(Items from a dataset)

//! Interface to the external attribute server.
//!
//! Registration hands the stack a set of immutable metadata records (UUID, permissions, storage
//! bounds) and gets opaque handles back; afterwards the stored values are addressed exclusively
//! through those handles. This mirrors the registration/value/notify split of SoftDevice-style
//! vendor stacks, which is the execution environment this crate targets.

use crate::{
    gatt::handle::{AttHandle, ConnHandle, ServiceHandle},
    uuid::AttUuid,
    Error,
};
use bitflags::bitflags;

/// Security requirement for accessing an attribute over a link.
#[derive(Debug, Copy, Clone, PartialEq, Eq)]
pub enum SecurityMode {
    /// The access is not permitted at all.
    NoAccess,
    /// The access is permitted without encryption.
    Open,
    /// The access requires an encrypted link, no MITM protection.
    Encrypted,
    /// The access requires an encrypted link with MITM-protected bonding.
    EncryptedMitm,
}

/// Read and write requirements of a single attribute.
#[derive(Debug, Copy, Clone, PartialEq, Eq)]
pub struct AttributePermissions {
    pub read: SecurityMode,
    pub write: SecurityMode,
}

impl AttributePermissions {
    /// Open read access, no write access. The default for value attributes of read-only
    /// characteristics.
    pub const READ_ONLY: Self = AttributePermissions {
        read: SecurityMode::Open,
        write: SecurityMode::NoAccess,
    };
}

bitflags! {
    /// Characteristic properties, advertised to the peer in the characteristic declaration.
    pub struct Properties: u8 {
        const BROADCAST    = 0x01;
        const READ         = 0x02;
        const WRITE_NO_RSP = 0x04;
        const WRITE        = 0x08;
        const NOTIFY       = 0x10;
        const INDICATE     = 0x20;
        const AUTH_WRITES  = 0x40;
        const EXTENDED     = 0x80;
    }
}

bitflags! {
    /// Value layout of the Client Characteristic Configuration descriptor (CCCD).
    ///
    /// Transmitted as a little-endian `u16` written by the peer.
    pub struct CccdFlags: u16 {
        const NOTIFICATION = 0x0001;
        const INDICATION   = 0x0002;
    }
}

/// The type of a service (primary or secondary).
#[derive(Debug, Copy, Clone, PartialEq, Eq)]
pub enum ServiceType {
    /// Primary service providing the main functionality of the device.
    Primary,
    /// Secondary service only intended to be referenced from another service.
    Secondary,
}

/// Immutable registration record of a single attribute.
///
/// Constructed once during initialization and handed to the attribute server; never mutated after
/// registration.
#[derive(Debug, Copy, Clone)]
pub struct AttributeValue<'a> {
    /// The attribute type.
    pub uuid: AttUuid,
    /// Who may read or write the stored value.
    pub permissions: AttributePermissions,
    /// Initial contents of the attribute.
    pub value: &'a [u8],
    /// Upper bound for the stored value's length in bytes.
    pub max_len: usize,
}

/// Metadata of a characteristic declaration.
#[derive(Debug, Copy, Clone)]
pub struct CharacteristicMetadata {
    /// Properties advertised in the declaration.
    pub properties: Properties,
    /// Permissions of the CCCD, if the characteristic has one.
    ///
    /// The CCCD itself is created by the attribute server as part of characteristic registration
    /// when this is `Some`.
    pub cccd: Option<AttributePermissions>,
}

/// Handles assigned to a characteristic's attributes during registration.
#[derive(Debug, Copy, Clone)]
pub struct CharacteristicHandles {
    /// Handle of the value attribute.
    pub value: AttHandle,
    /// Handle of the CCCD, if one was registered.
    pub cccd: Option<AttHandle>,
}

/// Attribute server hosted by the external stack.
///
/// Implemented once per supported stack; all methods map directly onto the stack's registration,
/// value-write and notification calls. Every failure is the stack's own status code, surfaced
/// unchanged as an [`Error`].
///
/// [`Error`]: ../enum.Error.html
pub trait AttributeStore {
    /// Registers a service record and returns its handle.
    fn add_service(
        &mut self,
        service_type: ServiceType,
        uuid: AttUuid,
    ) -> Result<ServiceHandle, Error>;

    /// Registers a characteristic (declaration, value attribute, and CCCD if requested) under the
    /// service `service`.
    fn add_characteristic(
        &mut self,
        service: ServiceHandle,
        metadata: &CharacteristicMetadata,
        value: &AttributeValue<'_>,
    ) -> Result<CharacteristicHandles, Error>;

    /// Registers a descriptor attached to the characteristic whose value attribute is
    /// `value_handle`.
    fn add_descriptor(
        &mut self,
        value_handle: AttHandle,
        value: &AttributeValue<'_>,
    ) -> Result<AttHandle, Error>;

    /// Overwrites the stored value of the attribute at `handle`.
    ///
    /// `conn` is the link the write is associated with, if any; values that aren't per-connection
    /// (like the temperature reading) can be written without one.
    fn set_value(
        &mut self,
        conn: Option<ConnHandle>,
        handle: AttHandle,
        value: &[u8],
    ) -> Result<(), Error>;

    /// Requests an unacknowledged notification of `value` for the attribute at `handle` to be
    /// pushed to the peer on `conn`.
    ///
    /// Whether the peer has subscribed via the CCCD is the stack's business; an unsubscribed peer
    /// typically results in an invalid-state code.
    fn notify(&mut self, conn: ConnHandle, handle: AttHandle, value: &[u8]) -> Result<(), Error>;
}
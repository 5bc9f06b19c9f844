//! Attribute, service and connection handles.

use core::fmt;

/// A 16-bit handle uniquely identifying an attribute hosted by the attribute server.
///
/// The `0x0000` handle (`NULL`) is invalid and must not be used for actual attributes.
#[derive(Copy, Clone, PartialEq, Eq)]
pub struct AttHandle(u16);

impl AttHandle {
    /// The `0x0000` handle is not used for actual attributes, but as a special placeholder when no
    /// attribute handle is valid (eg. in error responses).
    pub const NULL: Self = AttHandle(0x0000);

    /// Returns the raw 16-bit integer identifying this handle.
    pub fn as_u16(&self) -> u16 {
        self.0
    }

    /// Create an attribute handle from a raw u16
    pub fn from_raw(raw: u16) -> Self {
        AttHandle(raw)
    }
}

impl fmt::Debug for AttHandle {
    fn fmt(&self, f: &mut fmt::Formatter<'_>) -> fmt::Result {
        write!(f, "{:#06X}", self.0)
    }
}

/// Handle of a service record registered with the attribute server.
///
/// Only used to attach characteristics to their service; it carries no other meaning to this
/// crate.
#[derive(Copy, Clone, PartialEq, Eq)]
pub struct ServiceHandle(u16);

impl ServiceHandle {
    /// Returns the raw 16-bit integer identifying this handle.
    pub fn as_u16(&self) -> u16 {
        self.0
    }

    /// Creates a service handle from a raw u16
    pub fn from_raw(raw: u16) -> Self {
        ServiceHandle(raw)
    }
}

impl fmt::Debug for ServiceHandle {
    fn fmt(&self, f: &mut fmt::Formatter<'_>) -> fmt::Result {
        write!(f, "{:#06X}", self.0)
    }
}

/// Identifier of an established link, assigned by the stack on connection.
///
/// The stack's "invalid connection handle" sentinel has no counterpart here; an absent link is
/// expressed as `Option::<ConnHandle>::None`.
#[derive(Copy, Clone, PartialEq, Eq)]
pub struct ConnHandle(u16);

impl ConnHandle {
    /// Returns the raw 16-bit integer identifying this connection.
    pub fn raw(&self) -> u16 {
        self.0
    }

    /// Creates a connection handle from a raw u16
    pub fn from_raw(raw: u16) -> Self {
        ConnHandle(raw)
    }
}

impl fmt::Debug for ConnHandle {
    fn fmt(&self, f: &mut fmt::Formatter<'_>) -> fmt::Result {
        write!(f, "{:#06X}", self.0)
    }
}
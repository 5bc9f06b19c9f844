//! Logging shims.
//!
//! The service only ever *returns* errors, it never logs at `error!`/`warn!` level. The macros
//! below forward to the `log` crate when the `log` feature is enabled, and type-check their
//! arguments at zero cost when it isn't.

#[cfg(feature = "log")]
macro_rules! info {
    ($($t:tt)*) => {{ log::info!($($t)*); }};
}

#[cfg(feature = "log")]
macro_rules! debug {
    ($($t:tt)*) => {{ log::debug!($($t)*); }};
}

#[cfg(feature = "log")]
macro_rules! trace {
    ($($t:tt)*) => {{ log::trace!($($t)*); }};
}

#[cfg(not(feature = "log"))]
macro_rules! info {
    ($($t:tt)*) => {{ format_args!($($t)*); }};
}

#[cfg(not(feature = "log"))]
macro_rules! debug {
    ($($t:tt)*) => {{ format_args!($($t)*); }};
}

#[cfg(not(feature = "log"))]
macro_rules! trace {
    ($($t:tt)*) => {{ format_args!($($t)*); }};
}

Task instructions: The lines in the records above that include the word "identifying" must be copied out.

Solution to this task:
/// A 16-bit handle uniquely identifying an attribute hosted by the attribute server.
    /// Returns the raw 16-bit integer identifying this handle.
    /// Returns the raw 16-bit integer identifying this handle.
    /// Returns the raw 16-bit integer identifying this connection.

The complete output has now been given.